Learn the tools you need to sanitize data coming in and going out of Evolutivo.FW

Repeating here the importance of sanitizing the data received from our users and sent back to them is not necessary, articles about that are easily found all over the internet. so, in this article, I will concentrate on the tools and mechanisms evolutivo.FW gives us to sanitize our data.

Input Data

To sanitize the information we get from our users we use the ubiquitous HTML Purifier library. We have two wrappers around that library.

vtlib_purifier function. This function takes a string and cleans it for us returning an HTML string with no javascript and many other dangerous HTML structures eliminated.
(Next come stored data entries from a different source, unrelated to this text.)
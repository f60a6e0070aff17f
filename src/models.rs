use chrono::{DateTime, Utc};
use serde::{Deserialize, Serialize};
use utoipa::ToSchema;
use uuid::Uuid;

use crate::lifecycle::OrderStatus;

#[derive(Debug, Serialize, Deserialize, ToSchema, sqlx::FromRow)]
pub struct User {
    pub id: Uuid,
    pub email: String,
    #[serde(skip_serializing)]
    pub password_hash: String,
    pub display_name: Option<String>,
    pub created_at: DateTime<Utc>,
}

/// One print shop. Visible only to its owner; never deleted.
#[derive(Debug, Clone, Serialize, Deserialize, ToSchema)]
pub struct Shop {
    pub id: Uuid,
    pub name: String,
    pub owner_id: Uuid,
    /// PNG data URL for the shop's upload QR code. Absent for the short
    /// window between shop creation and QR generation.
    pub qr_code_url: Option<String>,
    pub created_at: DateTime<Utc>,
}

/// Metadata plus retrieval pointer for one uploaded blob, embedded in the
/// order document rather than stored as its own row.
#[derive(Debug, Clone, PartialEq, Serialize, Deserialize, ToSchema)]
pub struct FileRecord {
    pub id: String,
    pub name: String,
    pub size: i64,
    #[serde(rename = "type")]
    pub content_type: String,
    pub url: String,
    pub path: String,
}

/// One customer upload batch. `deleted` hides the order from every view
/// without removing the row, independent of `status`.
#[derive(Debug, Clone, Serialize, Deserialize, ToSchema)]
pub struct Order {
    pub id: Uuid,
    pub shop_id: Uuid,
    pub order_number: String,
    pub files: Vec<FileRecord>,
    pub status: OrderStatus,
    pub deleted: bool,
    pub completed_at: Option<DateTime<Utc>>,
    pub created_at: DateTime<Utc>,
}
This is the most common way we have to sanitize data in evolutivo.FW and it can be found in almost all scripts contained in the application.

A quick example looks like this

echo vtlib_purify('hello <script>alert("there")</script>!!');

results in sending the string hello !! to the browser. You can find more examples to understand better the functionality in our unit tests.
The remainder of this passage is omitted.